> Material for this exercise
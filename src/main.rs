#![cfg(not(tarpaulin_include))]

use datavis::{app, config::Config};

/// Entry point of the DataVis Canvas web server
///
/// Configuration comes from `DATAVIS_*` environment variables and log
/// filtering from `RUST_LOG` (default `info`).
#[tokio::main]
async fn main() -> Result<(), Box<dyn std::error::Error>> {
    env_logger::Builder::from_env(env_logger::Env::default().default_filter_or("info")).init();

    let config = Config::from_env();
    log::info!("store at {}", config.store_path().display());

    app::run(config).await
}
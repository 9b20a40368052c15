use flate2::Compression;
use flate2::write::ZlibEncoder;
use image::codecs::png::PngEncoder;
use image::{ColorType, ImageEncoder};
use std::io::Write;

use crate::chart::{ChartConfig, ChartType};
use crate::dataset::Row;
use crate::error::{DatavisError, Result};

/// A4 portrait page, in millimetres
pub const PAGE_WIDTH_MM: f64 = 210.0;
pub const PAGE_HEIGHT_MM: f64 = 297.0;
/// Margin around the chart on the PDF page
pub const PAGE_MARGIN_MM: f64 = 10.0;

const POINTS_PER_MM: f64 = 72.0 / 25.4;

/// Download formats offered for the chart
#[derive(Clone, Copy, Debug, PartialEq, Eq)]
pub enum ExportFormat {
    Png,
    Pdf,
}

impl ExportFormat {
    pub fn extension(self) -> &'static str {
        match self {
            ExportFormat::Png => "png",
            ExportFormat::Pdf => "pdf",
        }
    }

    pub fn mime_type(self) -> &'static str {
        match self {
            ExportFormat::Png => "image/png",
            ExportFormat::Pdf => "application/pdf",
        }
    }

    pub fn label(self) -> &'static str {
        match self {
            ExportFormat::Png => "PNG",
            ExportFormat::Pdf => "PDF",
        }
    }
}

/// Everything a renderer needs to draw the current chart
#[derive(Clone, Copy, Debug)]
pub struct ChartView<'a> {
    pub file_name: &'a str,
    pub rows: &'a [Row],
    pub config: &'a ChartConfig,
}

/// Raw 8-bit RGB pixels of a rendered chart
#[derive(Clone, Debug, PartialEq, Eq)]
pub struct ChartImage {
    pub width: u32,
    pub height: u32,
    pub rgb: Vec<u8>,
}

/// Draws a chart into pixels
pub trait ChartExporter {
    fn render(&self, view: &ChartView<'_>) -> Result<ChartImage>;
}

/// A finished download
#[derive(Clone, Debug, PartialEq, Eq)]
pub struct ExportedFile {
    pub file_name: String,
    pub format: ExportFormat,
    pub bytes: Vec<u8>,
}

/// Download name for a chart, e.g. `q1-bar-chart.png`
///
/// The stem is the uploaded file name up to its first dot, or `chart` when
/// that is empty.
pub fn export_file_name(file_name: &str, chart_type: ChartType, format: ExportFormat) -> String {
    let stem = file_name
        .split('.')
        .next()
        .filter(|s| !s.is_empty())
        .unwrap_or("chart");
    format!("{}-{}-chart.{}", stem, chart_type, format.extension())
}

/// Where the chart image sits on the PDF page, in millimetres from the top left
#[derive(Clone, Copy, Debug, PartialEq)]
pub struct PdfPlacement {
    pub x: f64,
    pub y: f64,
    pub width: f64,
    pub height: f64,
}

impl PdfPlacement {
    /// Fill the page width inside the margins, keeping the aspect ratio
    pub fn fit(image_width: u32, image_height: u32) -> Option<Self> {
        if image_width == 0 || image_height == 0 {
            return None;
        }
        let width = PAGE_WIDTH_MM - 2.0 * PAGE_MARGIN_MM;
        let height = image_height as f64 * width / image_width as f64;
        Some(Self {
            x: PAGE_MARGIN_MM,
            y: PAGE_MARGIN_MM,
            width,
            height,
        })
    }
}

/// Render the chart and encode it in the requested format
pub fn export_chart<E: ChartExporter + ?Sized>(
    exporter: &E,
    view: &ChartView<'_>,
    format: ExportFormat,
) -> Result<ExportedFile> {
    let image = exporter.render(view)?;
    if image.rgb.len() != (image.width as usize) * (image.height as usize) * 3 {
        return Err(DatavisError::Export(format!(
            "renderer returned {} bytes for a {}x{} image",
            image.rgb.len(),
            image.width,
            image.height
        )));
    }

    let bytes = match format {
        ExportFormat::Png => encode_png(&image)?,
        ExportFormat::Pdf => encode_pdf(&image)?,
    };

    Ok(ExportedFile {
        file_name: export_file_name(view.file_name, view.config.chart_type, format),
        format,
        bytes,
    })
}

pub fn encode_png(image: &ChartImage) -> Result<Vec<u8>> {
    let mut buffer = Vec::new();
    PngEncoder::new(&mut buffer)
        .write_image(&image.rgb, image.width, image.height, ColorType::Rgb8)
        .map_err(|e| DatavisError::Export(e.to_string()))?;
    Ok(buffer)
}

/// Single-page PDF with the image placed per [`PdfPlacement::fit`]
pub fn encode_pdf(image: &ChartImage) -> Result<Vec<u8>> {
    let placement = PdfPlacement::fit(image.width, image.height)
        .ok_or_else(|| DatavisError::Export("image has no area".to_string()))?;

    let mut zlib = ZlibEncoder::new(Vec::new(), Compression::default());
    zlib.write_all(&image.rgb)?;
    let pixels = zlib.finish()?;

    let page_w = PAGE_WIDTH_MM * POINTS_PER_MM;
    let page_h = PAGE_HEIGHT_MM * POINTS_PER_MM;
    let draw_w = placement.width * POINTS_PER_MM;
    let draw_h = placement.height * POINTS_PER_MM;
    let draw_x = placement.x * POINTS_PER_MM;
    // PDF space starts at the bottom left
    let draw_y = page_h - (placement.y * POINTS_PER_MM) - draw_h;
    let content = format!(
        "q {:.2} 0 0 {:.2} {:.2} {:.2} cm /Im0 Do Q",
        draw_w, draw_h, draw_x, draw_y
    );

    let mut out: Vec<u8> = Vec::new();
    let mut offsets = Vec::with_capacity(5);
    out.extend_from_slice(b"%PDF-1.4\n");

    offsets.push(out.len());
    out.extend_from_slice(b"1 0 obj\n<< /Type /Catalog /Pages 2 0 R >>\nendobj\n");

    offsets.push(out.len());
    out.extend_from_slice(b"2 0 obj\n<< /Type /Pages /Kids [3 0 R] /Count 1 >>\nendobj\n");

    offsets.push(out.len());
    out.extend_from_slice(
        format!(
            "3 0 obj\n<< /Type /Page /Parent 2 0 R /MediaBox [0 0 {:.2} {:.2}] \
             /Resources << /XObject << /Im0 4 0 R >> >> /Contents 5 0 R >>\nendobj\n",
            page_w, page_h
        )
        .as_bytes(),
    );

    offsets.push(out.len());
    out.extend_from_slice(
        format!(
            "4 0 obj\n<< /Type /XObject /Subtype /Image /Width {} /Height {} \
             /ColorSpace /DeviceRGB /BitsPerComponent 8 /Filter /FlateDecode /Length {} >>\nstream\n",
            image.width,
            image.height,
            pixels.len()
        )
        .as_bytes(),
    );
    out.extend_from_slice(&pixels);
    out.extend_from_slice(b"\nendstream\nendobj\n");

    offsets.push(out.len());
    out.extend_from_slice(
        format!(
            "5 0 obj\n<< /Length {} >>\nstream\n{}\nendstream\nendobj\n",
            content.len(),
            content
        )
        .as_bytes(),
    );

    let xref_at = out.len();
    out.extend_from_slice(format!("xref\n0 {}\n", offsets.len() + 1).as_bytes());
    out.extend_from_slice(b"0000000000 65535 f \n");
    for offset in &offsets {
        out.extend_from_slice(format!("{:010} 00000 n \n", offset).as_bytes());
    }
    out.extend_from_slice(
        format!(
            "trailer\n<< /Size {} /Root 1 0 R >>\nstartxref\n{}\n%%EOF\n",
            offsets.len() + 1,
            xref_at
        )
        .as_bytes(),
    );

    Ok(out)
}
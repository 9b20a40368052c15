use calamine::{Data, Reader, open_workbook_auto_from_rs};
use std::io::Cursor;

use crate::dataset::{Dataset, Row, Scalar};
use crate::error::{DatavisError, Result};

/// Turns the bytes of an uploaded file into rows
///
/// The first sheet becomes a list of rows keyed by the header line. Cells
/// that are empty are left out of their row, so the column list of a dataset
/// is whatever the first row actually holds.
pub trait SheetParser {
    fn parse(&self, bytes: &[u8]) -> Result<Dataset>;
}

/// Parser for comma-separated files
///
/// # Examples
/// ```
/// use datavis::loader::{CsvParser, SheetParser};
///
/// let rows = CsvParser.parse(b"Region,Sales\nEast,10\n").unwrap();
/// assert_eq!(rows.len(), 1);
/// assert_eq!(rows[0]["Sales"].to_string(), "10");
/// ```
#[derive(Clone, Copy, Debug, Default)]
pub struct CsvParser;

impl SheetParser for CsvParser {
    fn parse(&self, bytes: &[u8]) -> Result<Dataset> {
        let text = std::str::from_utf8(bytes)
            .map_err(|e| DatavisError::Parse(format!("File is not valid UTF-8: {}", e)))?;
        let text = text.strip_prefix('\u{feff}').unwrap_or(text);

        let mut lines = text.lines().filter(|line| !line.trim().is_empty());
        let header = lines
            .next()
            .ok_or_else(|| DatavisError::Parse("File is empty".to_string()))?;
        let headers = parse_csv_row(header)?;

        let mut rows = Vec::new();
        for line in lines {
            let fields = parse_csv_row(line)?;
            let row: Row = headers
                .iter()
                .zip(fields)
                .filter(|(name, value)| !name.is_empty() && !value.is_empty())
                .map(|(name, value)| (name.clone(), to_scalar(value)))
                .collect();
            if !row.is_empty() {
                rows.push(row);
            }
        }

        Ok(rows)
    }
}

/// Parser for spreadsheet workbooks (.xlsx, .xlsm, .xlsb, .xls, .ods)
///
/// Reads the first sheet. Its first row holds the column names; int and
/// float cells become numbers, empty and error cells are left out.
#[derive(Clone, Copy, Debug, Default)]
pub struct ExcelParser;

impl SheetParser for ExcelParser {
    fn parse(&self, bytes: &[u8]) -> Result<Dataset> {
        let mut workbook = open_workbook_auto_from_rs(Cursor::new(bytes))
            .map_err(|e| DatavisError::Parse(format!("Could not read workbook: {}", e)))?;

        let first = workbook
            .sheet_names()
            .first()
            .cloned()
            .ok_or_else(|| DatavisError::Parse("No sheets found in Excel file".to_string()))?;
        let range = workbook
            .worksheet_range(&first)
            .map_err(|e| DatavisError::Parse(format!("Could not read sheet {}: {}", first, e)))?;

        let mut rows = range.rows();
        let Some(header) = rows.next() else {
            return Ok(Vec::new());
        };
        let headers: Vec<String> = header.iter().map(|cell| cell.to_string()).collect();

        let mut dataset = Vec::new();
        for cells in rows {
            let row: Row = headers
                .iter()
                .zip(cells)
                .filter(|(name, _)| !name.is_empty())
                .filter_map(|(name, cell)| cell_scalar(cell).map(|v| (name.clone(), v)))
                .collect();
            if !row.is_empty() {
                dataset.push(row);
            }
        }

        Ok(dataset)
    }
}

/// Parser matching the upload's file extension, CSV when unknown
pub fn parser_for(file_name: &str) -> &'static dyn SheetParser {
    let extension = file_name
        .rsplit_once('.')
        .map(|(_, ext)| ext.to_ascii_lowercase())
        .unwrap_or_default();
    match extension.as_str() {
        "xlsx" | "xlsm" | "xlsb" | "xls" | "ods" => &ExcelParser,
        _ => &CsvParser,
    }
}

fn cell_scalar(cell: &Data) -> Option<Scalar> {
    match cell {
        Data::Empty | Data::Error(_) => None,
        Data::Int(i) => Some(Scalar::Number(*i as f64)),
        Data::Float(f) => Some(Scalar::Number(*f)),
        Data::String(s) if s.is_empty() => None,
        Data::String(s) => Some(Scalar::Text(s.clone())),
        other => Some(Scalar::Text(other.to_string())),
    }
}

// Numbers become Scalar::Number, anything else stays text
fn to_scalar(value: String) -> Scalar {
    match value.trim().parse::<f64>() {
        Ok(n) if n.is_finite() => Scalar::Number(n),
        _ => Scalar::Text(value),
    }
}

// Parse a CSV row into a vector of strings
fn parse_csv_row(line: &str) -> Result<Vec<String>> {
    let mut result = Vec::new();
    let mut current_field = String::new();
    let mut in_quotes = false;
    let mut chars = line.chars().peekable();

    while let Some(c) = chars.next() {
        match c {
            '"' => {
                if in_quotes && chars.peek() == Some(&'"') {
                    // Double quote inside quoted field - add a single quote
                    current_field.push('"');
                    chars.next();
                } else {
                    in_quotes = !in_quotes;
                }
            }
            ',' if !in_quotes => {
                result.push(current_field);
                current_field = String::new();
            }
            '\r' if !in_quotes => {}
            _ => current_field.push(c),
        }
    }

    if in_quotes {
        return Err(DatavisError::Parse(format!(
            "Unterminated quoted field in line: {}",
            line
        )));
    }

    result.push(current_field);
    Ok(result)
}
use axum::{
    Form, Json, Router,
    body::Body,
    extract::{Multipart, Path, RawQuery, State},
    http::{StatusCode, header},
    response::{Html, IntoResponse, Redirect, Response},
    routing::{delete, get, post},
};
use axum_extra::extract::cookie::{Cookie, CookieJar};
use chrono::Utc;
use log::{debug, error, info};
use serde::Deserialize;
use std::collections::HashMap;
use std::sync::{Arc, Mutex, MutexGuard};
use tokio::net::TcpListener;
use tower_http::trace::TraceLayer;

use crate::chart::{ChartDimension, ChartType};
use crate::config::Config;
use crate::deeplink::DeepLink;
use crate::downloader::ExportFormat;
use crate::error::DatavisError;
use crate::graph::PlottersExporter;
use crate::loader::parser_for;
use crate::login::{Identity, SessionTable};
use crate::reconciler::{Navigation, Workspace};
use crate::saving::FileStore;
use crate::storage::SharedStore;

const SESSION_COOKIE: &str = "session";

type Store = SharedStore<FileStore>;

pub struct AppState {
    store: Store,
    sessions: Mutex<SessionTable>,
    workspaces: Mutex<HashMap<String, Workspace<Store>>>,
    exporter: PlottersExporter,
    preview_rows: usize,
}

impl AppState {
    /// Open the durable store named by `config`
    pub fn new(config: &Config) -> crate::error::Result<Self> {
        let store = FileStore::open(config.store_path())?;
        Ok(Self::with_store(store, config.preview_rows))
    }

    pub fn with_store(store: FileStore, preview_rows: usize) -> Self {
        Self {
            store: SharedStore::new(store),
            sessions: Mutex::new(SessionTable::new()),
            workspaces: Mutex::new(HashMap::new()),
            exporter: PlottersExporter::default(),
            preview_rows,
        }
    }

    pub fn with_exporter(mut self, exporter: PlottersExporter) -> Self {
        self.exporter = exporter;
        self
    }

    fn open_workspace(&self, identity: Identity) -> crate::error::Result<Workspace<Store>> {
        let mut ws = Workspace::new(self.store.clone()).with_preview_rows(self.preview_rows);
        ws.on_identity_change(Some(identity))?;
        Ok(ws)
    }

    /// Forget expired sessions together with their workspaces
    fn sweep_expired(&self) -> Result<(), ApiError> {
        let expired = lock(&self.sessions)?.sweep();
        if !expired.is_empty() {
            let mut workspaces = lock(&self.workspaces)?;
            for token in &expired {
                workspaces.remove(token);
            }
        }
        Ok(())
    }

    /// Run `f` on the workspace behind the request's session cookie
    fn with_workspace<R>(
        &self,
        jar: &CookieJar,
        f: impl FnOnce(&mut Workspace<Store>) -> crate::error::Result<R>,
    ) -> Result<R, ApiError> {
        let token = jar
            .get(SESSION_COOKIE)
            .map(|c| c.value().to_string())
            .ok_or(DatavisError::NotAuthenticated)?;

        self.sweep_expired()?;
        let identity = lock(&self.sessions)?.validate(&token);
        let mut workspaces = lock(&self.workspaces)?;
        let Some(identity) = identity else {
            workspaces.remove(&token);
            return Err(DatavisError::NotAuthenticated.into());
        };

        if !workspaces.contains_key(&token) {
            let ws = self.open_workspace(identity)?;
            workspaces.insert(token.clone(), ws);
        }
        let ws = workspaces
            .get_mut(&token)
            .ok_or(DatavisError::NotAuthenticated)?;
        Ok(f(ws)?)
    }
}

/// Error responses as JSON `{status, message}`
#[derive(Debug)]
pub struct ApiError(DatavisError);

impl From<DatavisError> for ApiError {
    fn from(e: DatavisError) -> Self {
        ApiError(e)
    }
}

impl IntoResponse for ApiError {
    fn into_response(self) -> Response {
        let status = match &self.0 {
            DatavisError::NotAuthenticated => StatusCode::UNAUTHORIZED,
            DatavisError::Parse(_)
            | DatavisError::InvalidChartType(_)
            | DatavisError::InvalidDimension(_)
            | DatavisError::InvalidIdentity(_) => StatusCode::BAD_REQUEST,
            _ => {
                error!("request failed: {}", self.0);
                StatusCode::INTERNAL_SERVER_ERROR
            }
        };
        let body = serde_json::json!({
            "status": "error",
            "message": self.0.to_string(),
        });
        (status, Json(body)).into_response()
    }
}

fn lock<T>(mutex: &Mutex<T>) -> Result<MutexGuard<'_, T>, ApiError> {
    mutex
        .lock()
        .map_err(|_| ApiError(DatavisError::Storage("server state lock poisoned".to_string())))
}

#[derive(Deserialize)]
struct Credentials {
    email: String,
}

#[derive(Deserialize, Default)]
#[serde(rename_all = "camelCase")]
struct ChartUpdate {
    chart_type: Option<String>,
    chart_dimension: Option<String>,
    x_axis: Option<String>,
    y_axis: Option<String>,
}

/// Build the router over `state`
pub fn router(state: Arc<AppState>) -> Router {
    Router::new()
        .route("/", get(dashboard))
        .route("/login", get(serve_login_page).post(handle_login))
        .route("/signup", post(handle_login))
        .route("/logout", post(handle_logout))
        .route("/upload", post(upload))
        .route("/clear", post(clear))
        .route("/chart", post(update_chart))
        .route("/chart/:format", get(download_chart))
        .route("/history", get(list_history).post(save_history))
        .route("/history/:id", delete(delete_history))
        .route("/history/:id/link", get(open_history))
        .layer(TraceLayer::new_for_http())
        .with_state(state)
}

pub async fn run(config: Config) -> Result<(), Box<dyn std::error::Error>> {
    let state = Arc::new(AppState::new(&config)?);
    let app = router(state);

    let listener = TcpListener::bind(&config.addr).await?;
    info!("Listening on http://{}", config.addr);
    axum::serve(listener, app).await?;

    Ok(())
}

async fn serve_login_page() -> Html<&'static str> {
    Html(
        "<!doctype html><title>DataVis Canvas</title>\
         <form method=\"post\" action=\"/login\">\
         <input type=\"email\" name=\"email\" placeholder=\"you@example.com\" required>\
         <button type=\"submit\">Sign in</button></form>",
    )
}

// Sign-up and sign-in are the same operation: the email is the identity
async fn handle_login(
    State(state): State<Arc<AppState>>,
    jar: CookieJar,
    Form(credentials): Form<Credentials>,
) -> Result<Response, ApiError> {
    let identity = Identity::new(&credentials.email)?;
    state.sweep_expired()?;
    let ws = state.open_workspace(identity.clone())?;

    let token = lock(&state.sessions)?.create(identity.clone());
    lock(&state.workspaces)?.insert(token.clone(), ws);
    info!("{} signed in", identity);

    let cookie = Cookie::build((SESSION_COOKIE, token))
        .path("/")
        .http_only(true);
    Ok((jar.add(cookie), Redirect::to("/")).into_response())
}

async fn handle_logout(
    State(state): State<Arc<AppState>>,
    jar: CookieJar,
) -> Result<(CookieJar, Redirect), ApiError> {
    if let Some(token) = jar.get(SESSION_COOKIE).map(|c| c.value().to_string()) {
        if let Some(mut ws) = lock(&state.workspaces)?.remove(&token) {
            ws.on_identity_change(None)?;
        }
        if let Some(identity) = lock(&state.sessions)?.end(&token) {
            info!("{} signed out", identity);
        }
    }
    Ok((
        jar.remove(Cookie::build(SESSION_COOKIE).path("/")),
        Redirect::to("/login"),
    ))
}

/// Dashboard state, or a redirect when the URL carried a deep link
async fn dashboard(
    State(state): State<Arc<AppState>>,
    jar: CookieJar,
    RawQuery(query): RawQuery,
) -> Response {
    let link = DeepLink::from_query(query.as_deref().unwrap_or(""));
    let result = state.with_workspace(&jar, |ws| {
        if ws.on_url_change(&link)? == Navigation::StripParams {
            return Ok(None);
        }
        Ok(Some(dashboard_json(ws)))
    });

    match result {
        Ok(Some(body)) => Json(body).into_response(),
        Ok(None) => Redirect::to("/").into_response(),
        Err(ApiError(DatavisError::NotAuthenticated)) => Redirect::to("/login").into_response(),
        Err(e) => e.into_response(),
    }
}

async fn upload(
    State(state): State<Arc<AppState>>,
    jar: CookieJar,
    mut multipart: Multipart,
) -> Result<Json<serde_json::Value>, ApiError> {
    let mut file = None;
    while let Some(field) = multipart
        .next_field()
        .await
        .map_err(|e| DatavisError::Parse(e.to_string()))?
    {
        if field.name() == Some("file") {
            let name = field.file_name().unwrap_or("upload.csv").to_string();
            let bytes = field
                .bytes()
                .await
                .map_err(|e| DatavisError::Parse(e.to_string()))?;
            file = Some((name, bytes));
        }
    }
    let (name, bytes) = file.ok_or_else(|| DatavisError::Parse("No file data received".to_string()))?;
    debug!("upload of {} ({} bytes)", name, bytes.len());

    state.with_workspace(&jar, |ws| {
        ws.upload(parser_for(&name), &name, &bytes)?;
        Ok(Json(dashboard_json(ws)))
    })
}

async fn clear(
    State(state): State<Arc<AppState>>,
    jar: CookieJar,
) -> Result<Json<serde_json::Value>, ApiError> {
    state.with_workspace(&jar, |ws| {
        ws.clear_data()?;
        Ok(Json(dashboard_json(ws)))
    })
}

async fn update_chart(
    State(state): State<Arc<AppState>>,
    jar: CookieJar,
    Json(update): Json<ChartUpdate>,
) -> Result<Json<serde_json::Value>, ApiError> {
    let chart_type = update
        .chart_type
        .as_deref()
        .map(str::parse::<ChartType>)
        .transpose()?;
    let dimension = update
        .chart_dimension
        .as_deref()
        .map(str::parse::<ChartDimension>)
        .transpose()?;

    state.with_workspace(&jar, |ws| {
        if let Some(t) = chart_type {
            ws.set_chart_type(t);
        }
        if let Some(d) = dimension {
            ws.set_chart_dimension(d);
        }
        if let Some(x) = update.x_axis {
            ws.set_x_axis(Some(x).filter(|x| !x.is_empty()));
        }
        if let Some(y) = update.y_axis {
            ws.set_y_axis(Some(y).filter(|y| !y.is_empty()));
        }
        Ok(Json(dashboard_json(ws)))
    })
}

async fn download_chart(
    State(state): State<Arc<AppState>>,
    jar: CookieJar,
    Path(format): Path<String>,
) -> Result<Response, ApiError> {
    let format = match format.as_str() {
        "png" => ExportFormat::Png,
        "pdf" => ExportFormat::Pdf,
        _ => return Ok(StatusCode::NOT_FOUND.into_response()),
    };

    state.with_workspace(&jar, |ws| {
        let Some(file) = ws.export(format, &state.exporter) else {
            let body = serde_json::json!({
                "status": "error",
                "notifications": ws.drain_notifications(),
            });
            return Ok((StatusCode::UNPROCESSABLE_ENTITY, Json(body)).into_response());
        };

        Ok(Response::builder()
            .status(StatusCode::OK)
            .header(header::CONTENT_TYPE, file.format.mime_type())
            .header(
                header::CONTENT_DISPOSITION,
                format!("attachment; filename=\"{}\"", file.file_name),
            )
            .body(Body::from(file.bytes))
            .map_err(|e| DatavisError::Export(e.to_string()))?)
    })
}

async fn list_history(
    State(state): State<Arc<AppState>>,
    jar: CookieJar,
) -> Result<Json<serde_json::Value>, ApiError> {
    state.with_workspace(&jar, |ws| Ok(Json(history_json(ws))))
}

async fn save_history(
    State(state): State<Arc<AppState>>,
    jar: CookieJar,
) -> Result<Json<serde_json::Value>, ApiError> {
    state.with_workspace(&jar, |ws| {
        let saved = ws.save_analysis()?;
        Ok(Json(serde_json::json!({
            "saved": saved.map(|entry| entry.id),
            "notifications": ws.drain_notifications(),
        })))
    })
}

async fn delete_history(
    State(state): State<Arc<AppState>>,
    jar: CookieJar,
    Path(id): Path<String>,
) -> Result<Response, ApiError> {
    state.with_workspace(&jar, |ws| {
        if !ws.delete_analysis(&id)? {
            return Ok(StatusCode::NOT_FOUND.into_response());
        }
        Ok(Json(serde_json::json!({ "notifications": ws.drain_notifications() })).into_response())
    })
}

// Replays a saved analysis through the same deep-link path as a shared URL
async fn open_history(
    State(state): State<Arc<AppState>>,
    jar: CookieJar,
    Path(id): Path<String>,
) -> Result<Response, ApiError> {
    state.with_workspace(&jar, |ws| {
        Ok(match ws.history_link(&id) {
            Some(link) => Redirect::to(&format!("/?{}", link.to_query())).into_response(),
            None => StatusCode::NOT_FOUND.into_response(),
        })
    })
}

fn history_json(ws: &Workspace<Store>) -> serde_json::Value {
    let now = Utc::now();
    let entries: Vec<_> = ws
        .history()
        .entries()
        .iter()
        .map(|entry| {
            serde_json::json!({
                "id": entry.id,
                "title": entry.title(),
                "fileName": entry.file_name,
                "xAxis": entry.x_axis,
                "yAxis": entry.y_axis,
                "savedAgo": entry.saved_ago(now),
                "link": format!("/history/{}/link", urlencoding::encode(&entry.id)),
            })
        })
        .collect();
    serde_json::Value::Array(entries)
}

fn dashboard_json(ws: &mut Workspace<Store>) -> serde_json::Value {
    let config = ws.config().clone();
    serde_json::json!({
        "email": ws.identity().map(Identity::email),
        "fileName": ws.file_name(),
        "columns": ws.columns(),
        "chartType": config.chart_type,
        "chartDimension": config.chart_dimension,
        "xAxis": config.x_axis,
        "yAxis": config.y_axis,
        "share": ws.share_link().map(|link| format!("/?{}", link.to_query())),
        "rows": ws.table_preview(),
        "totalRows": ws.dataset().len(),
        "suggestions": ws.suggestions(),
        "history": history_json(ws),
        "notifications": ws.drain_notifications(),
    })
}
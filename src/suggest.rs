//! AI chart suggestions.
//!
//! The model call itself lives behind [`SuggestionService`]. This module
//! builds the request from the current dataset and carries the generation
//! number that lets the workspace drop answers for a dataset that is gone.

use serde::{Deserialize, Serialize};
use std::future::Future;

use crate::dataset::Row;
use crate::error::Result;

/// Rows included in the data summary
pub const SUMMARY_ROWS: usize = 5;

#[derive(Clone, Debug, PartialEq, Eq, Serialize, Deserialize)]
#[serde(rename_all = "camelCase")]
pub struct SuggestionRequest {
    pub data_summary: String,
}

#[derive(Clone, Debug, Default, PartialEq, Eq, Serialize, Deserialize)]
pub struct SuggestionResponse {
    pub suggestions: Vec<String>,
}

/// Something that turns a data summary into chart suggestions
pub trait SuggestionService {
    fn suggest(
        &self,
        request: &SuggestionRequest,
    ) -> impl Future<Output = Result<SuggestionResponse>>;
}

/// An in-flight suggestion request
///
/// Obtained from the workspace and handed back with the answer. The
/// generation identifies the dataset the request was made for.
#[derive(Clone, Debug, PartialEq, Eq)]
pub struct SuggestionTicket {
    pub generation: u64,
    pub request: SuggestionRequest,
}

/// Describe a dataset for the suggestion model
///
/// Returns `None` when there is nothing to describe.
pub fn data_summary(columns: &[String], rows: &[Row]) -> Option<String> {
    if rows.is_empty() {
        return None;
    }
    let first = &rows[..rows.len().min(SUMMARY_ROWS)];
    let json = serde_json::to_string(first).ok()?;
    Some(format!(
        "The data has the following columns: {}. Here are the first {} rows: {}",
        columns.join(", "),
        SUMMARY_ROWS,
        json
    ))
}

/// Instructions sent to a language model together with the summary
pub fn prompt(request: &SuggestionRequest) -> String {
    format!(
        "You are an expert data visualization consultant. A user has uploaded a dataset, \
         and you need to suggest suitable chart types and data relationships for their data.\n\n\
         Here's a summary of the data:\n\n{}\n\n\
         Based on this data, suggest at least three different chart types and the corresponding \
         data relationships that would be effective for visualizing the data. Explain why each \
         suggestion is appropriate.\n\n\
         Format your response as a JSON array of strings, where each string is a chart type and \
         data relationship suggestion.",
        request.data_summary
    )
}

> Work task
I need every line of the material that includes "SheetParser", so please copy them out.

> Answer below
pub trait SheetParser {
/// use datavis::loader::{CsvParser, SheetParser};
impl SheetParser for CsvParser {
impl SheetParser for ExcelParser {
pub fn parser_for(file_name: &str) -> &'static dyn SheetParser {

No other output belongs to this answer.